Start of Block

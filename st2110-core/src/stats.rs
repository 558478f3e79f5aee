//! Per-session statistics (`get_session_stats` /
//! `reset_session_stats`). Aggregated by the session manager on a
//! timer; kept as plain counters rather than atomics
//! since each slot is only ever touched under its own lock
//! — single-reader per tick.

use crate::rtcp::RtcpTxStats;
use crate::session::BuildStats;

#[derive(Debug, Default, Copy, Clone)]
pub struct SessionStats {
    pub build: BuildStats,
    pub rtcp: RtcpTxStats,
    pub pkts_sent: u64,
    pub pkts_dropped: u64,
}

impl SessionStats {
    pub fn reset(&mut self) {
        *self = SessionStats::default();
    }
}
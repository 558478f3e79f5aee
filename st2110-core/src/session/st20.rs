//! ST 2110-20 (uncompressed video) session builder — the exemplar
//! the other ST types follow.

use crate::collab::{ClockSource, FrameMeta, SessionCallbacks, SessionEvent};
use crate::error::CoreError;
use crate::fmt::{Fps, St20Format};
use crate::frame::{FramePool, Packet};
use crate::pacing::{advance_packet, compute_epoch, ActiveRatio, FrameTiming, PacingCursor, VrxBudget};
use crate::scheduler::tasklet::{TaskletOps, TaskletResult};
use crate::session::wire::{self, RowSpan};
use crate::session::{BuilderState, BuildStats, PackingMode, PacketRing, BPM_PKT_LEN};
use st2110_wire::USER_META_MAX_REAL_LENGTH;
use std::sync::Arc;

pub struct St20Params {
    pub width: u32,
    pub height: u32,
    pub fmt: St20Format,
    pub fps: Fps,
    pub active: ActiveRatio,
    pub packing: PackingMode,
    pub max_payload: u32,
    pub ssrc: u32,
    pub payload_type: u8,
    pub user_pacing: bool,
    pub exact_user_pacing: bool,
    pub rtp_timestamp_epoch: bool,
    pub redundant: bool,
    pub max_onward_epochs: u64,
}

impl St20Params {
    /// Total packets per frame under the configured packing mode.
    pub fn total_pkts_per_frame(&self) -> u32 {
        let pg = self.fmt.pixel_group();
        let line_size = self.fmt.line_size(self.width);
        match self.packing {
            PackingMode::GpmSl => {
                let pkts_in_line = line_size.div_ceil(self.max_payload);
                pkts_in_line * self.height
            }
            PackingMode::Bpm => {
                debug_assert_eq!(BPM_PKT_LEN % pg.size, 0);
                let total_bytes = line_size as u64 * self.height as u64;
                total_bytes.div_ceil(BPM_PKT_LEN as u64) as u32
            }
            PackingMode::Gpm => {
                let pkt_len = (self.max_payload / (pg.size * 2)) * (pg.size * 2);
                let total_bytes = line_size as u64 * self.height as u64;
                total_bytes.div_ceil(pkt_len as u64) as u32
            }
        }
    }
}

/// Packet length for one packet of a GPM_SL frame at `pixels_in_pkt`
/// pixels
pub fn gpm_sl_pkt_len(fmt: St20Format, pixels_in_pkt: u32) -> u32 {
    let pg = fmt.pixel_group();
    pixels_in_pkt.div_ceil(pg.coverage) * pg.size
}

pub struct St20Session {
    params: St20Params,
    clock: Arc<dyn ClockSource>,
    callbacks: Arc<dyn SessionCallbacks>,
    pool: FramePool,
    ring: PacketRing,
    redundant_ring: Option<PacketRing>,
    timing: FrameTiming,
    vrx: VrxBudget,
    state: BuilderState,
    cursor: PacingCursor,
    frame_idx: u32,
    pkt_idx: u32,
    total_pkts: u32,
    rtp_timestamp: u32,
    /// Extended RTP sequence counter, monotonic across frames (unlike
    /// `pkt_idx`, which resets every frame for payload-offset maths).
    rtp_seq: u32,
    second_field: bool,
    user_timestamp: Option<u32>,
    /// Set for a frame whose epoch landed beyond `max_onward_epochs`:
    /// its packets are replaced with one dummy packet to hold pacing
    /// cadence without transmitting stale media.
    drop_current_frame: bool,
    pending_user_meta: Option<Vec<u8>>,
    inflight: Option<Packet>,
    bulk: u32,
    pub stats: BuildStats,
}

impl St20Session {
    pub fn new(
        params: St20Params,
        clock: Arc<dyn ClockSource>,
        callbacks: Arc<dyn SessionCallbacks>,
        pool: FramePool,
        ring_capacity: usize,
        bulk: u32,
    ) -> Self {
        let total_pkts = params.total_pkts_per_frame();
        let fps_timing = params.fps.timing();
        let timing = FrameTiming::compute(fps_timing, params.active, total_pkts);
        let frame_time_s = timing.frame_time_ns / 1_000_000_000.0;
        let vrx = VrxBudget::compute(total_pkts, frame_time_s, false);
        let redundant_ring = params.redundant.then(|| PacketRing::new(ring_capacity));

        Self {
            params,
            clock,
            callbacks,
            pool,
            ring: PacketRing::new(ring_capacity),
            redundant_ring,
            timing,
            vrx,
            state: BuilderState::WaitFrame,
            cursor: PacingCursor::default(),
            frame_idx: 0,
            pkt_idx: 0,
            total_pkts,
            rtp_timestamp: 0,
            rtp_seq: 0,
            second_field: false,
            user_timestamp: None,
            drop_current_frame: false,
            pending_user_meta: None,
            inflight: None,
            bulk,
            stats: BuildStats::default(),
        }
    }

    pub fn ring_mut(&mut self) -> &mut PacketRing {
        &mut self.ring
    }

    pub fn redundant_ring_mut(&mut self) -> Option<&mut PacketRing> {
        self.redundant_ring.as_mut()
    }

    fn flush_inflight(&mut self) -> bool {
        if let Some(pkt) = self.inflight.take() {
            match self.ring.push(pkt) {
                Ok(()) => true,
                Err(pkt) => {
                    self.inflight = Some(pkt);
                    false
                }
            }
        } else {
            true
        }
    }

    fn acquire_frame(&mut self) -> Result<Option<FrameMeta>, TaskletResult> {
        match self.callbacks.get_next_frame() {
            Ok(Some((idx, meta))) => {
                if self.pool.checkout(idx).is_err() {
                    self.callbacks.notify_event(SessionEvent::RecoveryError);
                    return Ok(None);
                }
                self.frame_idx = idx;
                self.pkt_idx = 0;
                self.second_field = meta.second_field;
                self.state = BuilderState::SendingPkts;
                Ok(Some(meta))
            }
            Ok(None) => {
                self.stats.build_ret_code_busy += 1;
                Ok(None)
            }
            Err(_) => Ok(None),
        }
    }

    /// Returns whether this frame's epoch landed beyond the configured
    /// onward-drop budget (caller must skip real emission for it).
    fn compute_frame_epoch(&mut self, meta_required_tai: Option<u64>) -> bool {
        let cur_tai = self.clock.ptp_time_ns(0);
        let cur_tsc = self.clock.tsc_ns();
        let result = compute_epoch(
            &mut self.cursor,
            cur_tai,
            cur_tsc,
            self.timing.frame_time_ns as u64,
            self.timing.tr_offset_ns as u64,
            self.vrx.narrow,
            self.timing.trs_ns as u64,
            meta_required_tai,
            self.params.exact_user_pacing,
            self.params.max_onward_epochs,
        );
        if let Some(late) = result.late_by_epochs {
            self.callbacks.notify_frame_late(late);
            self.stats.frames_late += 1;
        }
        if result.drop_onward {
            self.stats.drop_onward += 1;
        }
        if result.user_timestamp_past {
            log::warn!("{}", CoreError::ErrUserTimestamp);
            self.stats.user_timestamp_errors += 1;
        }

        if let Some(user_ts) = self.user_timestamp.filter(|_| self.params.user_pacing) {
            self.rtp_timestamp = user_ts;
            return result.drop_onward;
        }

        let epoch_base = if self.params.rtp_timestamp_epoch {
            result.epoch * self.timing.frame_time_ns as u64
        } else {
            self.cursor.ptp_cursor
        };
        let clock_rate = self.params.fps.timing().sampling_clock_rate as u64;
        self.rtp_timestamp = ((epoch_base as u128 * clock_rate as u128) / 1_000_000_000u128) as u32;
        result.drop_onward
    }

    /// Reject oversized out-of-band user metadata (`CoreError::ErrTxFrame`)
    /// rather than silently truncating it.
    fn validate_user_meta(user_meta: Option<Vec<u8>>, stats: &mut BuildStats) -> Option<Vec<u8>> {
        match user_meta {
            Some(bytes) if bytes.len() > USER_META_MAX_REAL_LENGTH as usize => {
                log::warn!("{}", CoreError::ErrTxFrame);
                stats.tx_frame_errors += 1;
                None
            }
            other => other,
        }
    }

    fn build_user_meta_packet(&mut self, meta: &[u8]) -> Packet {
        let seq16 = self.rtp_seq as u16;
        let payload = wire::rfc4175_user_meta_packet(self.params.payload_type, self.params.ssrc, seq16, self.rtp_timestamp, meta);
        self.rtp_seq = self.rtp_seq.wrapping_add(1);
        Packet {
            seq: self.pkt_idx,
            target_tsc: self.cursor.tsc_cursor,
            frame_index: self.frame_idx,
            rtp_timestamp: self.rtp_timestamp,
            marker: false,
            second_field: self.second_field,
            is_pad: false,
            is_dummy: false,
            payload,
            done: None,
        }
    }

    fn build_one_packet(&mut self, marker: bool) -> Packet {
        let pkt_len = match self.params.packing {
            PackingMode::GpmSl => {
                let line_size = self.params.fmt.line_size(self.params.width);
                let pkts_in_line = line_size.div_ceil(self.params.max_payload).max(1);
                let pixels_in_pkt = self.params.width.div_ceil(pkts_in_line).max(1);
                gpm_sl_pkt_len(self.params.fmt, pixels_in_pkt)
            }
            PackingMode::Bpm => BPM_PKT_LEN,
            PackingMode::Gpm => {
                let pg = self.params.fmt.pixel_group();
                (self.params.max_payload / (pg.size * 2)) * (pg.size * 2)
            }
        };

        let notifier = self.pool.new_packet_notifier(self.frame_idx);
        let storage = self.pool.storage(self.frame_idx).as_slice();
        let start = (self.pkt_idx as usize * pkt_len as usize).min(storage.len());
        let end = (start + pkt_len as usize).min(storage.len());
        let media = storage[start..end].to_vec();

        let line_size = self.params.fmt.line_size(self.params.width);
        let mut rows = wire::row_spans_for_range(line_size, start as u32, end as u32);
        if rows.is_empty() {
            rows.push(RowSpan { row_number: 0, row_offset: 0, length: media.len() as u16 });
        }

        let seq16 = self.rtp_seq as u16;
        let ext_seq16 = (self.rtp_seq >> 16) as u16;
        let payload = wire::rfc4175_packet(
            self.params.payload_type,
            self.params.ssrc,
            seq16,
            marker,
            self.rtp_timestamp,
            ext_seq16,
            self.second_field,
            &rows,
            &media,
        );
        self.rtp_seq = self.rtp_seq.wrapping_add(1);

        let target_tsc = self.cursor.tsc_cursor;
        advance_packet(&mut self.cursor, self.timing.trs_ns as u64);

        if self.redundant_ring.is_some() {
            // Redundant port shares the same payload chain; clone bumps
            // the frame refcount
            let _redundant_notifier = notifier.clone();
        }

        Packet {
            seq: self.pkt_idx,
            target_tsc,
            frame_index: self.frame_idx,
            rtp_timestamp: self.rtp_timestamp,
            marker,
            second_field: self.second_field,
            is_pad: false,
            is_dummy: false,
            payload,
            done: Some(notifier),
        }
    }
}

End of Block

Task instructions ▸ The expected result is a copy of each line in the records where "ErrTxFrame" appears.

Task result ▸
    /// Reject oversized out-of-band user metadata (`CoreError::ErrTxFrame`)
                log::warn!("{}", CoreError::ErrTxFrame);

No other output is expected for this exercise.